1) La radio «The Voice of Russia» ha denunciato manovre americane per rinfocolare l’islamismo antagonista nelle banlieues francesi abitate da giovani arabi di seconda o terza generazione ampiamente disoccupati e rabbiosi contro i bianchi. http://french.ruvr.ru/2012_11_03/France-offensive-americaine/. Cita fra l’altro un messaggio rivelato da Wikileaks dove l’ambasciatore americano Rivkin dice che «stiamo continuando e rafforzando la nostra azione per riformare il programma di storia nelle scuole francesi, onde esso tenga conto del ruolo e delle prospettive delle minoranze etniche nella storia francese». Lo stupefacente messaggio è del gennaio 2010. Nel settembre 2010, una legge di Sarkozy che va in questa direzione è stata votata in Francia. Evidente lo scopo di intensificare l’antagonismo «identitario» ed etnico-religioso onde rendere reale anche a livello europeo e sociale lo scontro di civiltà di Huntington, a cui gli europei si rifiutano fino ad oggi di farsi arruolare.
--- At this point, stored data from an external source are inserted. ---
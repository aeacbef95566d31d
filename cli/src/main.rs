use std::path::PathBuf;
use std::sync::Arc;
use std::time::Duration;

use clap::{Args, Parser, Subcommand};
use pixelpress::export;
use pixelpress::units::{self, Unit};
use pixelpress::{
    CropRegion, EngineError, ExportError, FillMode, HttpProcessor, OutputFormat, ParameterChange, PreviewEngine,
    ProcessError, ProcessorConfig, ResolutionMode, SourceError, SourceImage, TransformParameters,
};
use tracing::info;

#[derive(Debug, thiserror::Error)]
enum CliError {
    #[error(transparent)]
    Config(#[from] pixelpress::ConfigError),
    #[error(transparent)]
    Process(#[from] ProcessError),
    #[error(transparent)]
    Source(#[from] SourceError),
    #[error(transparent)]
    Engine(#[from] EngineError),
    #[error(transparent)]
    Export(#[from] ExportError),
    #[error("failed to write {}: {source}", .path.display())]
    Write { path: PathBuf, source: std::io::Error },
    #[error("width and height must be positive")]
    InvalidDimensions,
    #[error("preview failed: {0}")]
    Preview(String),
    #[error("timed out waiting for preview")]
    Timeout,
}

#[derive(Parser, Debug)]
#[command(name = "pixelpress", about = "Preview and export image transforms")]
struct Cli {
    #[arg(long, env = "PIXELPRESS_API_URL")]
    api_url: Option<String>,

    #[command(subcommand)]
    command: Command,
}

#[derive(Subcommand, Debug)]
enum Command {
    /// Render a low-cost preview of the transform.
    Preview(PreviewArgs),
    /// Run the full export, including crop and rotation.
    Export(ExportArgs),
    /// Convert a width/height pair between units.
    Convert(ConvertArgs),
}

#[derive(Args, Debug)]
struct TransformArgs {
    /// Source image (JPEG, PNG, WebP or GIF).
    input: PathBuf,

    #[arg(long)]
    width: Option<f64>,

    #[arg(long)]
    height: Option<f64>,

    #[arg(long, help = "px, in, cm or mm")]
    unit: Option<Unit>,

    #[arg(long, help = "stretch, blur or color")]
    mode: Option<FillMode>,

    #[arg(long, help = "jpeg, png, webp or pdf")]
    format: Option<OutputFormat>,

    #[arg(long)]
    quality: Option<u8>,

    #[arg(long)]
    background_color: Option<String>,

    #[arg(long, help = "Target size budget; the service picks quality")]
    max_size_kb: Option<u32>,

    #[arg(long, help = "auto or fixed")]
    resolution_mode: Option<ResolutionMode>,

    #[arg(long)]
    dpi: Option<u32>,

    #[arg(long, default_value_t = false, help = "Start from the source's natural size")]
    fit: bool,
}

#[derive(Args, Debug)]
struct PreviewArgs {
    #[command(flatten)]
    transform: TransformArgs,

    #[arg(long, help = "Output file; defaults to preview.<ext>")]
    out: Option<PathBuf>,
}

#[derive(Args, Debug)]
struct ExportArgs {
    #[command(flatten)]
    transform: TransformArgs,

    #[arg(long, help = "Crop region in percent: x,y,width,height")]
    crop: Option<CropRegion>,

    #[arg(long, allow_negative_numbers = true)]
    rotate: Option<i32>,

    #[arg(long, default_value = ".")]
    out_dir: PathBuf,
}

#[derive(Args, Debug)]
struct ConvertArgs {
    width: String,

    height: Option<String>,

    #[arg(long)]
    from: Unit,

    #[arg(long)]
    to: Unit,

    #[arg(long, default_value = "auto")]
    resolution_mode: ResolutionMode,

    #[arg(long, default_value_t = units::PRINT_DPI)]
    dpi: u32,
}

#[tokio::main]
async fn main() -> Result<(), CliError> {
    tracing_subscriber::fmt::init();

    let cli = Cli::parse();
    let mut config = ProcessorConfig::from_env()?;
    if let Some(url) = &cli.api_url {
        config = config.with_api_url(url)?;
    }

    match cli.command {
        Command::Preview(args) => run_preview(&config, args).await,
        Command::Export(args) => run_export(&config, args).await,
        Command::Convert(args) => {
            run_convert(&args);
            Ok(())
        }
    }
}

async fn start_engine(config: &ProcessorConfig, args: &TransformArgs) -> Result<PreviewEngine, CliError> {
    let processor = HttpProcessor::new(config)?;
    let source = SourceImage::from_path(&args.input, config.max_source_bytes).await?;
    let engine = PreviewEngine::spawn(Arc::new(processor), config.debounce);
    info!(session_id = %engine.session_id(), url = %config.process_url(), "engine ready");
    engine.load_source(source).await?;

    for change in transform_changes(args) {
        engine.update_parameter(change).await?;
    }
    if args.fit {
        engine.fit_to_source().await?;
    }

    let params = engine.parameters().await?.unwrap_or_default();
    if !params.has_positive_dimensions() {
        return Err(CliError::InvalidDimensions);
    }
    Ok(engine)
}

/// Edits in the order a user would make them: resolution first, then unit,
/// then sizes expressed in that unit.
fn transform_changes(args: &TransformArgs) -> Vec<ParameterChange> {
    let mut changes = Vec::new();
    changes.extend(args.resolution_mode.map(ParameterChange::ResolutionMode));
    changes.extend(args.dpi.map(ParameterChange::Dpi));
    changes.extend(args.unit.map(ParameterChange::Unit));
    if !args.fit {
        changes.extend(args.width.map(|w| ParameterChange::Width(Some(w))));
        changes.extend(args.height.map(|h| ParameterChange::Height(Some(h))));
    }
    changes.extend(args.mode.map(ParameterChange::Mode));
    changes.extend(args.format.map(ParameterChange::Format));
    changes.extend(args.quality.map(ParameterChange::Quality));
    changes.extend(args.background_color.clone().map(ParameterChange::BackgroundColor));
    changes.extend(args.max_size_kb.map(|kb| ParameterChange::MaxSizeKb(Some(kb))));
    changes
}

async fn run_preview(config: &ProcessorConfig, args: PreviewArgs) -> Result<(), CliError> {
    let engine = start_engine(config, &args.transform).await?;
    let budget = engine.parameters().await?.and_then(|p| p.max_size_kb);

    let wait = config.debounce + Duration::from_secs(config.timeouts.request_secs);
    let mut status = engine.subscribe();
    let status = tokio::time::timeout(
        wait,
        status.wait_for(|s| !s.in_flight && (s.preview.is_some() || s.last_error.is_some())),
    )
    .await
    .map_err(|_| CliError::Timeout)?
    .map_err(|_| EngineError::Closed)?
    .clone();

    let Some(preview) = status.preview else {
        return Err(CliError::Preview(status.last_error.unwrap_or_default()));
    };

    let path = args
        .out
        .unwrap_or_else(|| PathBuf::from(format!("preview.{}", preview.format.extension())));
    tokio::fs::write(&path, &preview.image)
        .await
        .map_err(|source| CliError::Write { path: path.clone(), source })?;

    println!("{} ({})", path.display(), preview.size_label());
    match preview.within_budget(budget) {
        Some(true) => println!("within {} KB budget", budget.unwrap_or_default()),
        Some(false) => println!("over {} KB budget", budget.unwrap_or_default()),
        None => {}
    }
    Ok(())
}

/// Parameters for a one-shot export: the transform edits, then crop and rotation.
fn export_parameters(args: &ExportArgs, source: &SourceImage) -> Result<TransformParameters, CliError> {
    let mut params = TransformParameters::default();
    for change in transform_changes(&args.transform) {
        params.apply(change);
    }
    if args.transform.fit {
        params.apply(ParameterChange::FitToSource {
            natural_width: source.natural_width(),
            natural_height: source.natural_height(),
        });
    }
    if let Some(crop) = args.crop {
        params.apply(ParameterChange::Crop(Some(crop)));
    }
    if let Some(degrees) = args.rotate {
        params.apply(ParameterChange::Rotation(degrees));
    }

    if !params.has_positive_dimensions() {
        return Err(CliError::InvalidDimensions);
    }
    Ok(params)
}

async fn run_export(config: &ProcessorConfig, args: ExportArgs) -> Result<(), CliError> {
    let processor = HttpProcessor::new(config)?;
    let source = Arc::new(SourceImage::from_path(&args.transform.input, config.max_source_bytes).await?);
    let params = export_parameters(&args, &source)?;
    info!(url = %config.process_url(), name = source.name(), "exporting");

    let artifact = export::export_image(&processor, &params, Some(&source)).await?;
    let path = artifact
        .write_to(&args.out_dir)
        .await
        .map_err(|source| CliError::Write { path: args.out_dir.join(artifact.file_name()), source })?;

    #[allow(clippy::cast_precision_loss)]
    let kb = artifact.byte_size as f64 / 1024.0;
    println!("{} ({kb:.1} KB in {:.2}s)", path.display(), artifact.elapsed.as_secs_f64());
    Ok(())
}

fn run_convert(args: &ConvertArgs) {
    let width = units::parse_number(&args.width);
    let height = args.height.as_deref().map(units::parse_number);
    let (w, h) =
        units::convert_dimensions(Some(width), height, args.from, args.to, args.resolution_mode, args.dpi);
    let dpi = units::effective_dpi(args.resolution_mode, args.dpi, args.to);
    match height {
        Some(_) => println!("{w} x {h} {} @ {dpi} dpi", args.to),
        None => println!("{w} {} @ {dpi} dpi", args.to),
    }
}

#[cfg(test)]
#[path = "main_test.rs"]
mod tests;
2) Non si creda che questo comporti nel rabbino una qualche benevolenza per i musulmani. Il rabbino Efrata è di quei talmudisti che predicano: il buon ebreo ha il dovere di odiare gli arabi (A good Jew hates Arabs). Il rabbino Efrata è insediato ad Efrat, una delle tre colonie fondamentaliste ebraiche illegali (con Gilo e Gush Etzion) che circondano Betlemme, dove vive una popolazione cristiana.